Exercise goal |
Below is a listing. Gather each line of it that contains "FromRow".

Dataset records |
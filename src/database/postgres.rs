use std::collections::HashSet;

use async_trait::async_trait;
use sqlx::PgPool;
use tracing::{debug, warn};
use uuid::Uuid;

use crate::database::manager::{DatabaseError, DatabaseManager};
use crate::database::models::{Plan, Token, TokenSettings, User};
use crate::database::store::{Store, TableCount, COUNTED_TABLES};
use crate::services::settings_patch::SettingsPatch;

const TOKEN_COLUMNS: &str = "id, organization_id, name, symbol, address, chain_id, decimals, created_at, updated_at";

const SETTINGS_COLUMNS: &str =
    "id, token_id, display_name, logo_url, network, vesting_contracts, excluded_addresses, hide_zero_balances";

/// Single statement so concurrent first writes cannot race into two rows.
/// Nullable columns carry a "was supplied" flag so an explicit null clears them.
const UPSERT_SETTINGS: &str = r#"
    INSERT INTO token_settings AS s
        (id, token_id, display_name, logo_url, network, vesting_contracts, excluded_addresses, hide_zero_balances)
    VALUES (
        $1, $2, $3, $5,
        COALESCE($7, $11),
        COALESCE($8, ARRAY[]::text[]),
        COALESCE($9, ARRAY[]::text[]),
        COALESCE($10, false)
    )
    ON CONFLICT (token_id) DO UPDATE SET
        display_name = CASE WHEN $4 THEN EXCLUDED.display_name ELSE s.display_name END,
        logo_url = CASE WHEN $6 THEN EXCLUDED.logo_url ELSE s.logo_url END,
        network = COALESCE($7, s.network),
        vesting_contracts = COALESCE($8, s.vesting_contracts),
        excluded_addresses = COALESCE($9, s.excluded_addresses),
        hide_zero_balances = COALESCE($10, s.hide_zero_balances)
    RETURNING id, token_id, display_name, logo_url, network, vesting_contracts, excluded_addresses, hide_zero_balances
"#;

/// Postgres-backed store
#[derive(Clone)]
pub struct PgStore {
    pool: PgPool,
}

impl PgStore {
    pub fn new(pool: PgPool) -> Self {
        Self { pool }
    }
}

#[async_trait]
impl Store for PgStore {
    async fn ping(&self) -> Result<(), DatabaseError> {
        DatabaseManager::health_check(&self.pool).await
    }

    async fn find_user(&self, user_id: &str) -> Result<Option<User>, DatabaseError> {
        let user = sqlx::query_as::<_, User>(
            "SELECT id, organization_id, email, role, created_at FROM users WHERE id = $1",
        )
        .bind(user_id)
        .fetch_optional(&self.pool)
        .await?;

        Ok(user)
    }

    async fn list_tokens(&self, organization_id: &str) -> Result<Vec<Token>, DatabaseError> {
        let sql = format!(
            "SELECT {} FROM tokens WHERE organization_id = $1 ORDER BY created_at, id",
            TOKEN_COLUMNS
        );
        let tokens = sqlx::query_as::<_, Token>(&sql)
            .bind(organization_id)
            .fetch_all(&self.pool)
            .await?;

        Ok(tokens)
    }

    async fn find_token(&self, organization_id: &str, token_id: &str) -> Result<Option<Token>, DatabaseError> {
        // Ownership is part of the lookup so a foreign row is never loaded
        let sql = format!(
            "SELECT {} FROM tokens WHERE id = $1 AND organization_id = $2",
            TOKEN_COLUMNS
        );
        let token = sqlx::query_as::<_, Token>(&sql)
            .bind(token_id)
            .bind(organization_id)
            .fetch_optional(&self.pool)
            .await?;

        Ok(token)
    }

    async fn find_settings(&self, token_id: &str) -> Result<Option<TokenSettings>, DatabaseError> {
        let sql = format!("SELECT {} FROM token_settings WHERE token_id = $1", SETTINGS_COLUMNS);
        let settings = sqlx::query_as::<_, TokenSettings>(&sql)
            .bind(token_id)
            .fetch_optional(&self.pool)
            .await?;

        Ok(settings)
    }

    async fn upsert_settings(&self, token: &Token, patch: &SettingsPatch) -> Result<TokenSettings, DatabaseError> {
        let settings = sqlx::query_as::<_, TokenSettings>(UPSERT_SETTINGS)
            .bind(Uuid::new_v4().to_string())
            .bind(&token.id)
            .bind(patch.display_name.clone().flatten())
            .bind(patch.display_name.is_some())
            .bind(patch.logo_url.clone().flatten())
            .bind(patch.logo_url.is_some())
            .bind(patch.network.map(|n| n.as_str()))
            .bind(patch.vesting_contracts.clone())
            .bind(patch.excluded_addresses.clone())
            .bind(patch.hide_zero_balances)
            .bind(token.default_network().as_str())
            .fetch_one(&self.pool)
            .await?;

        debug!("Upserted settings {} for token {}", settings.id, token.id);
        Ok(settings)
    }

    async fn list_plans(&self) -> Result<Vec<Plan>, DatabaseError> {
        let plans = sqlx::query_as::<_, Plan>("SELECT id, name, sort_order FROM plans ORDER BY sort_order, id")
            .fetch_all(&self.pool)
            .await?;

        Ok(plans)
    }

    async fn reorder_plans(&self, order: &[String]) -> Result<(), DatabaseError> {
        let mut tx = self.pool.begin().await?;

        // Blocks concurrent inserts as well as updates, so the membership
        // check and the writes see the same set of plans
        sqlx::query("LOCK TABLE plans IN SHARE ROW EXCLUSIVE MODE")
            .execute(&mut *tx)
            .await?;

        let existing: Vec<String> = sqlx::query_scalar("SELECT id FROM plans")
            .fetch_all(&mut *tx)
            .await?;
        let existing: HashSet<String> = existing.into_iter().collect();

        if let Some(unknown) = order.iter().find(|id| !existing.contains(*id)) {
            warn!("Plan reorder rejected: unknown plan '{}'", unknown);
            return Err(DatabaseError::UnknownPlan(unknown.clone()));
        }
        if order.len() != existing.len() {
            warn!("Plan reorder rejected: {} of {} plans listed", order.len(), existing.len());
            return Err(DatabaseError::IncompleteOrder {
                given: order.len(),
                total: existing.len(),
            });
        }

        for (index, id) in order.iter().enumerate() {
            // Any failure here drops `tx`, which rolls the whole batch back
            let result = sqlx::query("UPDATE plans SET sort_order = $1 WHERE id = $2")
                .bind(index as i32)
                .bind(id)
                .execute(&mut *tx)
                .await?;

            if result.rows_affected() != 1 {
                return Err(DatabaseError::UnknownPlan(id.clone()));
            }
        }

        tx.commit().await?;
        Ok(())
    }

    async fn data_counts(&self) -> Result<Vec<TableCount>, DatabaseError> {
        let mut counts = Vec::with_capacity(COUNTED_TABLES.len());
        for table in COUNTED_TABLES {
            let sql = format!("SELECT COUNT(*) FROM {}", DatabaseManager::quote_identifier(table));
            let rows: i64 = sqlx::query_scalar(&sql).fetch_one(&self.pool).await?;
            counts.push(TableCount {
                table: table.to_string(),
                rows,
            });
        }
        Ok(counts)
    }
}
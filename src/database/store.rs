use async_trait::async_trait;
use serde::Serialize;

use crate::database::manager::DatabaseError;
use crate::database::models::{Plan, Token, TokenSettings, User};
use crate::services::settings_patch::SettingsPatch;

/// Tables reported by `check-data`, in display order
pub const COUNTED_TABLES: [&str; 5] = ["organizations", "users", "tokens", "token_settings", "plans"];

#[derive(Debug, Clone, PartialEq, Eq, Serialize)]
pub struct TableCount {
    pub table: String,
    pub rows: i64,
}

/// Persistence operations the API needs. Tenant scoping happens here: token
/// lookups always take the caller's organization.
#[async_trait]
pub trait Store: Send + Sync {
    async fn ping(&self) -> Result<(), DatabaseError>;

    async fn find_user(&self, user_id: &str) -> Result<Option<User>, DatabaseError>;

    async fn list_tokens(&self, organization_id: &str) -> Result<Vec<Token>, DatabaseError>;

    /// `None` both when the token is missing and when another organization owns it
    async fn find_token(&self, organization_id: &str, token_id: &str) -> Result<Option<Token>, DatabaseError>;

    async fn find_settings(&self, token_id: &str) -> Result<Option<TokenSettings>, DatabaseError>;

    /// Create the settings row on first write, shallow-replace supplied fields after
    async fn upsert_settings(&self, token: &Token, patch: &SettingsPatch) -> Result<TokenSettings, DatabaseError>;

    async fn list_plans(&self) -> Result<Vec<Plan>, DatabaseError>;

    /// Assign `sort_order = index` for every id, all or nothing. `order` must be a
    /// duplicate-free permutation of every plan id.
    async fn reorder_plans(&self, order: &[String]) -> Result<(), DatabaseError>;

    async fn data_counts(&self) -> Result<Vec<TableCount>, DatabaseError>;
}
use chrono::{DateTime, Utc};
use serde::{Deserialize, Serialize};
use sqlx::FromRow;

/// A tracked ERC20 contract
#[derive(Debug, Clone, Serialize, Deserialize, FromRow)]
pub struct Token {
    pub id: String,
    pub organization_id: String,
    pub name: String,
    pub symbol: String,
    pub address: String,
    pub chain_id: i64,
    pub decimals: i32,
    pub created_at: DateTime<Utc>,
    pub updated_at: DateTime<Utc>,
}

impl Token {
    /// Network implied by the contract's chain, used when settings don't name one
    pub fn default_network(&self) -> Network {
        Network::from_chain_id(self.chain_id).unwrap_or(Network::BaseMainnet)
    }
}

/// Supported EVM networks
#[derive(Debug, Clone, Copy, PartialEq, Eq, Serialize, Deserialize)]
#[serde(rename_all = "kebab-case")]
pub enum Network {
    BaseMainnet,
    BaseSepolia,
}

impl Network {
    pub fn as_str(&self) -> &'static str {
        match self {
            Network::BaseMainnet => "base-mainnet",
            Network::BaseSepolia => "base-sepolia",
        }
    }

    pub fn chain_id(&self) -> i64 {
        match self {
            Network::BaseMainnet => 8453,
            Network::BaseSepolia => 84532,
        }
    }

    pub fn from_chain_id(chain_id: i64) -> Option<Self> {
        match chain_id {
            8453 => Some(Network::BaseMainnet),
            84532 => Some(Network::BaseSepolia),
            _ => None,
        }
    }

    pub fn parse(s: &str) -> Option<Self> {
        match s {
            "base-mainnet" => Some(Network::BaseMainnet),
            "base-sepolia" => Some(Network::BaseSepolia),
            _ => None,
        }
    }
}
pub mod list;
pub mod reorder;

pub use list::plan_list;
pub use reorder::plan_reorder;
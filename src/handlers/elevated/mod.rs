// handlers/elevated/mod.rs - Elevated handlers (SUPER_ADMIN role required)
//
// Platform-wide administration that is not scoped to one organization.
pub mod plans;
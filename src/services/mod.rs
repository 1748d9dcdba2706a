pub mod plan_service;
pub mod settings_patch;
pub mod token_service;

pub use plan_service::PlanService;
pub use settings_patch::{SettingsError, SettingsPatch};
pub use token_service::{TokenDetail, TokenService};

Exercise solution |
use sqlx::FromRow;
#[derive(Debug, Clone, Serialize, Deserialize, FromRow)]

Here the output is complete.